Assigned task =>
Among the entries that follow, count the lines that contain the word "last" and say how many there are, writing nothing else.

The input =>
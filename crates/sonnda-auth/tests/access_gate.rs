mod common;

use std::time::Duration;

use common::Harness;
use sonnda_auth::gate::roles;
use sonnda_auth::prelude::*;

const RECORD_42: PatientId = PatientId::new(42);

struct Cast {
    patient: ActorContext,
    doctor: ActorContext,
    admin: ActorContext,
}

/// Registers one identity per role; the patient owns record 42.
async fn cast(h: &Harness) -> Cast {
    let patient = h.register("ana@example.com", Role::Patient).await;
    h.register("dr.house@example.com", Role::Doctor).await;
    h.register("admin@example.com", Role::Admin).await;
    h.storage.register_patient(RECORD_42, patient.id);

    Cast {
        patient: h.actor("ana@example.com").await,
        doctor: h.actor("dr.house@example.com").await,
        admin: h.actor("admin@example.com").await,
    }
}

fn is_forbidden(result: AuthResult<()>) -> bool {
    matches!(result, Err(AuthError::Forbidden { .. }))
}

#[tokio::test]
async fn authenticate_rejects_bad_tokens_uniformly() {
    let h = Harness::new();
    h.register("ana@example.com", Role::Patient).await;
    let token = h
        .credentials
        .login(&h.tokens, "ana@example.com", "password1")
        .await
        .unwrap()
        .access_token;

    let mut tampered = token.clone();
    let last = tampered.pop().unwrap();
    tampered.push(if last == 'A' { 'Q' } else { 'A' });

    for bad in ["", "garbage", tampered.as_str()] {
        let err = h.gate.authenticate(bad).unwrap_err();
        assert!(matches!(err, AuthError::Unauthenticated { .. }));
        assert_eq!(err.to_string(), "Unauthenticated: invalid or expired session token");
    }

    h.clock.advance(Duration::from_secs(24 * 3600));
    assert!(matches!(
        h.gate.authenticate(&token).unwrap_err(),
        AuthError::Unauthenticated { .. }
    ));
}

#[tokio::test]
async fn authenticate_header_requires_bearer_scheme() {
    let h = Harness::new();
    let ana = h.register("ana@example.com", Role::Patient).await;
    let token = h.tokens.issue(&ana).unwrap();

    let actor = h
        .gate
        .authenticate_header(Some(&format!("Bearer {token}")))
        .unwrap();
    assert_eq!(actor.identity_id, ana.id);
    assert_eq!(actor.role, Role::Patient);

    for header in [None, Some("Bearer "), Some(token.as_str())] {
        assert!(matches!(
            h.gate.authenticate_header(header).unwrap_err(),
            AuthError::Unauthenticated { .. }
        ));
    }
}

#[tokio::test]
async fn required_roles_are_enforced() {
    let h = Harness::new();
    let cast = cast(&h).await;

    assert!(h.gate.authorize(&cast.patient, roles::ANY, None).await.is_ok());
    assert!(is_forbidden(
        h.gate.authorize(&cast.patient, roles::DOCTOR_OR_ADMIN, None).await
    ));
    assert!(h.gate.authorize(&cast.doctor, roles::DOCTOR_OR_ADMIN, None).await.is_ok());
    assert!(is_forbidden(h.gate.authorize(&cast.doctor, roles::ADMIN, None).await));
    assert!(h.gate.authorize(&cast.admin, roles::ADMIN, None).await.is_ok());
}

#[tokio::test]
async fn patients_reach_only_their_own_record() {
    let h = Harness::new();
    let cast = cast(&h).await;
    let other = h.register("bia@example.com", Role::Patient).await;
    h.storage.register_patient(PatientId::new(43), other.id);

    assert!(h.gate.authorize(&cast.patient, roles::PATIENT, Some(RECORD_42)).await.is_ok());
    assert!(is_forbidden(
        h.gate.authorize(&cast.patient, roles::PATIENT, Some(PatientId::new(43))).await
    ));
    // Unknown records have no owner.
    assert!(is_forbidden(
        h.gate.authorize(&cast.patient, roles::ANY, Some(PatientId::new(999))).await
    ));
}

#[tokio::test]
async fn admins_bypass_ownership_and_grants() {
    let h = Harness::new();
    let cast = cast(&h).await;
    assert!(h.gate.authorize(&cast.admin, roles::ANY, Some(RECORD_42)).await.is_ok());
    assert!(
        h.gate
            .authorize(&cast.admin, roles::DOCTOR_OR_ADMIN, Some(RECORD_42))
            .await
            .is_ok()
    );
}

#[tokio::test]
async fn doctors_follow_the_grant_lifecycle() {
    let h = Harness::new();
    let cast = cast(&h).await;
    let doctor = cast.doctor.identity_id;
    let check = || h.gate.authorize(&cast.doctor, roles::DOCTOR, Some(RECORD_42));

    assert!(is_forbidden(check().await), "no grant");

    let grant = h.ledger.request_access(doctor, RECORD_42, h.now()).await.unwrap();
    assert!(is_forbidden(check().await), "pending");

    h.ledger.approve(grant.id, cast.admin.identity_id, h.now()).await.unwrap();
    assert!(check().await.is_ok(), "approved");

    h.ledger
        .revoke(grant.id, cast.patient.identity_id, Some("second opinion done"), h.now())
        .await
        .unwrap();
    assert!(is_forbidden(check().await), "revoked");
}

#[tokio::test]
async fn doctor_access_ends_when_approval_window_elapses() {
    let h = Harness::new();
    let cast = cast(&h).await;
    let grant = h
        .ledger
        .request_access(cast.doctor.identity_id, RECORD_42, h.now())
        .await
        .unwrap();
    h.ledger.approve(grant.id, cast.admin.identity_id, h.now()).await.unwrap();

    assert!(h.gate.authorize(&cast.doctor, roles::DOCTOR, Some(RECORD_42)).await.is_ok());

    // The test configuration uses a one-hour approval window.
    h.clock.advance(Duration::from_secs(3600));
    assert!(is_forbidden(
        h.gate.authorize(&cast.doctor, roles::DOCTOR, Some(RECORD_42)).await
    ));
}

#[tokio::test]
async fn doctors_reach_their_own_record_without_a_grant() {
    let h = Harness::new();
    let cast = cast(&h).await;
    h.storage
        .register_patient(PatientId::new(77), cast.doctor.identity_id);

    assert!(
        h.gate
            .authorize(&cast.doctor, roles::ANY, Some(PatientId::new(77)))
            .await
            .is_ok()
    );
}

#[tokio::test]
async fn authorize_never_mutates_the_ledger() {
    let h = Harness::new();
    let cast = cast(&h).await;
    let grant = h
        .ledger
        .request_access(cast.doctor.identity_id, RECORD_42, h.now())
        .await
        .unwrap();
    h.ledger.approve(grant.id, cast.admin.identity_id, h.now()).await.unwrap();
    h.clock.advance(Duration::from_secs(2 * 3600));

    for _ in 0..3 {
        let _ = h.gate.authorize(&cast.doctor, roles::DOCTOR, Some(RECORD_42)).await;
    }

    let stored = h.ledger.grant(grant.id).await.unwrap();
    assert_eq!(stored.grant.status, GrantStatus::Approved);
    assert_eq!(stored.effective_status, GrantStatus::Expired);
    assert_eq!(h.ledger.history(grant.id).await.unwrap().len(), 1);
}

#[tokio::test]
async fn grant_changes_need_authority() {
    let h = Harness::new();
    let cast = cast(&h).await;
    let stranger = {
        h.register("dr.wilson@example.com", Role::Doctor).await;
        h.actor("dr.wilson@example.com").await
    };
    let grant = h
        .ledger
        .request_access(cast.doctor.identity_id, RECORD_42, h.now())
        .await
        .unwrap();

    // Approvals: admin or record owner only.
    for actor in [&cast.admin, &cast.patient] {
        assert!(
            h.gate
                .authorize_grant_change(actor, &grant, GrantAction::Approve)
                .await
                .is_ok()
        );
    }
    for actor in [&cast.doctor, &stranger] {
        assert!(is_forbidden(
            h.gate
                .authorize_grant_change(actor, &grant, GrantAction::Approve)
                .await
        ));
    }

    // Revocations: the grantee may also withdraw.
    for actor in [&cast.admin, &cast.patient, &cast.doctor] {
        assert!(
            h.gate
                .authorize_grant_change(actor, &grant, GrantAction::Revoke)
                .await
                .is_ok()
        );
    }
    assert!(is_forbidden(
        h.gate
            .authorize_grant_change(&stranger, &grant, GrantAction::Revoke)
            .await
    ));
}

#[tokio::test]
async fn end_to_end_access_workflow() {
    let h = Harness::new();

    // 1. Register a patient with record 42, a doctor and an admin.
    let u = h.register("u@example.com", Role::Patient).await;
    h.storage.register_patient(RECORD_42, u.id);
    let d = h.register("d@example.com", Role::Doctor).await;
    let a = h.register("a@example.com", Role::Admin).await;

    // 2. The doctor logs in and is refused.
    let doctor = h.actor("d@example.com").await;
    assert_eq!(doctor.identity_id, d.id);
    assert!(is_forbidden(
        h.gate.authorize(&doctor, roles::DOCTOR, Some(RECORD_42)).await
    ));

    // 3. Access is requested and approved by the admin.
    let grant = h.ledger.request_access(d.id, RECORD_42, h.now()).await.unwrap();
    let admin = h.actor("a@example.com").await;
    h.gate
        .authorize_grant_change(&admin, &grant, GrantAction::Approve)
        .await
        .unwrap();
    h.ledger.approve(grant.id, a.id, h.now()).await.unwrap();

    // 4. The doctor is now allowed.
    assert!(h.gate.authorize(&doctor, roles::DOCTOR, Some(RECORD_42)).await.is_ok());

    // 5. The admin revokes the grant.
    h.clock.advance(Duration::from_secs(60));
    h.ledger
        .revoke(grant.id, a.id, Some("audit"), h.now())
        .await
        .unwrap();

    // 6. The doctor is refused again.
    assert!(is_forbidden(
        h.gate.authorize(&doctor, roles::DOCTOR, Some(RECORD_42)).await
    ));

    // 7. The history tells the whole story.
    let history = h.ledger.history(grant.id).await.unwrap();
    let transitions: Vec<_> = history
        .iter()
        .map(|e| (e.old_status, e.new_status, e.changed_by, e.reason.as_deref()))
        .collect();
    assert_eq!(
        transitions,
        vec![
            (GrantStatus::Pending, GrantStatus::Approved, a.id, None),
            (GrantStatus::Approved, GrantStatus::Revoked, a.id, Some("audit")),
        ]
    );
}

#[tokio::test]
async fn out_of_range_approval_window_never_lapses() {
    let mut config = common::test_config();
    config.ledger.approval_ttl = Some(Duration::from_secs(20_000 * 365 * 86_400));
    let h = Harness::with_config(config);
    let cast = cast(&h).await;

    let grant = h
        .ledger
        .request_access(cast.doctor.identity_id, RECORD_42, h.now())
        .await
        .unwrap();
    h.ledger.approve(grant.id, cast.admin.identity_id, h.now()).await.unwrap();

    h.clock.advance(Duration::from_secs(50 * 365 * 86_400));
    assert!(h.gate.authorize(&cast.doctor, roles::DOCTOR, Some(RECORD_42)).await.is_ok());

    let revoked = h
        .ledger
        .revoke(grant.id, cast.admin.identity_id, None, h.now())
        .await
        .unwrap();
    assert_eq!(revoked.status, GrantStatus::Revoked);
}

Your solution =>
2